Ilmu abadi mengalir,
memeluk peradaban dalam riwayat
senyum kekal tak henti dari wajah cicit
memayungi lipatan-lipatan karomah
sebelum semesta berakhir.
Pekanbaru, 2021
***
Hutan
Sumpah-serapah merawat kondisi
nyawa pergi menemui puisi terakhir
menjadi hutan yang tumbuh ribuan tahu
bertabrakan di bawah langit setelah hujan
kesalehan di ujung pulau Sumatra
mengunci kemurkaan alam
menunggangi kereta bersimbol: “Ateisme”
Fatamorgana bermain darah yang keluar dari leher.
Hutan-hutan gundul,
limpahan cahaya bersenang hati
terik matahari kenyang, memakan hingga kering
gunung bakal hilang dari letusan
jari-jari keparat itu besenang-senang
sebelum obat-obat menghujaninya.
“Siapa pemotong?” Tanyaku.
Sepi!
Pekanbaru, 2021
***
Waktu
Air menitik berbau pandan
harumnya tersisa sampai malam Ahad
tak berhenti mengikat hidung
segala tercium
sebelum dibawa ke tepi pohon
dan kuburan.
Tangan akan kaku seperti pintu
lalu melahirkan kata-kata jujur
bekas perbutan mulut, hati beserta kaki.
Waktu sudah tuntas di dunia!
Pekanbaru, 2021
***
Peristiwa Pandemi
“Masa depan,
apakah itu pendidikan?”
Setelah menyodorkan pertanyaan
matahari dalam kepala hilang bentuk
langit menghitamkan dalam mata
sebuah siang, bangku-bangku Sekolah patah
hanya sisa-sisa dongeng usang memotret
dan menjadi harapan.
Mari susuri tanjakan waktu
di antara bukit-bukit virus
ke arah pohon yang berbuah misteri
peristiwa-peristiwa pandemi tumbuh di bawahnya.
Gunung-gunung kedinginan
tempat para dokter mencari obat penawar
tanah hanya tempat galian mayat
lalu mengatur sesuatu yang tidak masuk akal
sambil merelakan dan menertawakan maut
sebagai sorotan sejarah manusia.
“Di mana masa depan pendidikan?”
Pekanbaru, 2021
***
Memori Kehidupan
Kehilangan bentuk dalam telaga api
ujung rambut sampai kaki terbakar
bulu-bulu yang lain jadi abu
airmata jadi nanah membanjiri tubuh
tenggelam dalam sungai kekesalan.
Di jembatan ia berbunyi:
“Aku terlalu lalai Tuhan.”
Yang mendekat,
menghukum segala perbuatan
pisau senantiasa tajam mengiris diri sendiri
sebagai tanda akhir dari kehidupan.
Tumbuhkan memori,
kita telah lupa pada jebakan
tamak perbuatan menyimpan kekeringan
gema kecamuk dalam bulatan kepala.
Pekanbaru, 2021
Joni Hendri, Amd.
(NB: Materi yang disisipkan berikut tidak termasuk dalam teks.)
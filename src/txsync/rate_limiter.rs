//! Launch pacing for page requests.
//!
//! The limiter only paces how often requests are *issued*; it does not cap how many
//! are in flight. The orchestrator pairs it with a semaphore for that.

use crate::txsync::types::ConfigError;

use std::time::Duration;
use tokio::sync::Mutex;
use tokio::time::{Instant, Interval, MissedTickBehavior};

/// `tokio::time::interval` rejects a zero period
const MIN_PERIOD: Duration = Duration::from_nanos(1);

/// Admits at most `max_requests_per_second` callers per second, evenly spaced.
///
/// Each orchestrator owns its own instance, so separate syncs never share pacing state.
#[derive(Debug)]
pub struct RateLimiter {
	period: Duration,
	ticker: Mutex<Interval>,
}

impl RateLimiter {
	/// Create a limiter with period `1s / max_requests_per_second`.
	pub fn per_second(max_requests_per_second: u32) -> Result<Self, ConfigError> {
		if max_requests_per_second == 0 {
			return Err(ConfigError::InvalidSetting(
				"max requests per second must be greater than zero".to_string(),
			));
		}
		let period = Duration::from_secs(1) / max_requests_per_second;
		if period.is_zero() {
			return Err(ConfigError::InvalidSetting(format!(
				"max requests per second {} exceeds one per nanosecond",
				max_requests_per_second
			)));
		}
		Ok(Self::with_period(period))
	}

	/// Create a limiter that admits one caller per `period`; a zero period is raised
	/// to one nanosecond.
	pub fn with_period(period: Duration) -> Self {
		let period = period.max(MIN_PERIOD);
		let mut ticker = tokio::time::interval(period);
		// After a stall, keep the full spacing instead of bursting to catch up.
		ticker.set_missed_tick_behavior(MissedTickBehavior::Delay);
		Self {
			period,
			ticker: Mutex::new(ticker),
		}
	}

	pub fn period(&self) -> Duration {
		self.period
	}

	/// Wait until the next request may be issued; returns the admission instant.
	///
	/// The first call is admitted immediately. Safe to call from many tasks at once;
	/// callers are admitted one per period in the order they queued on the lock.
	pub async fn admit(&self) -> Instant {
		let mut ticker = self.ticker.lock().await;
		// `tick` yields the scheduled deadline, which lags after a stall.
		ticker.tick().await;
		Instant::now()
	}
}

#[cfg(test)]
mod tests {
	use super::*;
	use std::sync::Arc;

	#[test]
	fn test_zero_rate_is_rejected() {
		assert!(matches!(
			RateLimiter::per_second(0),
			Err(ConfigError::InvalidSetting(_))
		));
	}

	#[tokio::test]
	async fn test_rate_above_one_per_nanosecond_is_rejected() {
		assert!(matches!(
			RateLimiter::per_second(2_000_000_000),
			Err(ConfigError::InvalidSetting(_))
		));
		assert_eq!(
			RateLimiter::per_second(1_000_000_000).unwrap().period(),
			Duration::from_nanos(1)
		);
	}

	#[tokio::test(start_paused = true)]
	async fn test_zero_period_is_raised_to_minimum() {
		let limiter = RateLimiter::with_period(Duration::ZERO);
		assert_eq!(limiter.period(), Duration::from_nanos(1));

		let first = limiter.admit().await;
		let second = limiter.admit().await;
		assert!(second - first >= Duration::from_nanos(1));
	}

	#[tokio::test(start_paused = true)]
	async fn test_first_admission_is_immediate() {
		let limiter = RateLimiter::per_second(10).unwrap();
		let start = Instant::now();
		limiter.admit().await;
		assert_eq!(Instant::now() - start, Duration::ZERO);
	}

	#[tokio::test(start_paused = true)]
	async fn test_thirty_admissions_at_ten_per_second() {
		let limiter = RateLimiter::per_second(10).unwrap();
		assert_eq!(limiter.period(), Duration::from_millis(100));

		let mut launches = Vec::new();
		for _ in 0..30 {
			launches.push(limiter.admit().await);
		}

		for pair in launches.windows(2) {
			assert!(pair[1] - pair[0] >= Duration::from_millis(100));
		}
		let span = *launches.last().unwrap() - launches[0];
		assert!(span >= Duration::from_millis(2900), "span was {:?}", span);
	}

	#[tokio::test(start_paused = true)]
	async fn test_slow_callers_do_not_cause_a_burst() {
		let limiter = RateLimiter::per_second(10).unwrap();
		let first = limiter.admit().await;
		tokio::time::sleep(Duration::from_secs(1)).await;
		let second = limiter.admit().await;
		let third = limiter.admit().await;

		assert!(second - first >= Duration::from_millis(100));
		assert!(third - second >= Duration::from_millis(100));
	}

	#[tokio::test(start_paused = true)]
	async fn test_concurrent_admissions_stay_spaced() {
		let limiter = Arc::new(RateLimiter::per_second(20).unwrap());

		let handles: Vec<_> = (0..10)
			.map(|_| {
				let limiter = limiter.clone();
				tokio::spawn(async move { limiter.admit().await })
			})
			.collect();

		let mut launches: Vec<Instant> = futures::future::join_all(handles)
			.await
			.into_iter()
			.map(|r| r.unwrap())
			.collect();
		launches.sort();

		for pair in launches.windows(2) {
			assert!(pair[1] - pair[0] >= Duration::from_millis(50));
		}
	}
}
Sn., S.S kelahiran Teluk Dalam, 12 Agustus 1993. Pelalawan. Alumnus AKMR Jurusan Teater. Dan juga alumni UNILAK Jurusan Sastra Indonesia. Karya-karya berupa naskah Drama, Essai, Cerpen, dan Puisi. Sudah dimaut di beberapa antologi dan media seperti: Kompas id, Riau pos, Solo Pos, Medan Pos, Radar Bayuwangi, NusaBali, Tanjung Pinang Pos, Pontianak Pos, Sulawesi Tengah, Bali Pos, Singgalang, Bhirawa dan media online lainya. Bergiat di Rumah kreatif Suku Seni Riau dan bergiat di Komite Teater Dewan Kesenian Kota Pekanbaru (DKKP). Sekarang mengajar di SD Negeri 153 Pekanbaru.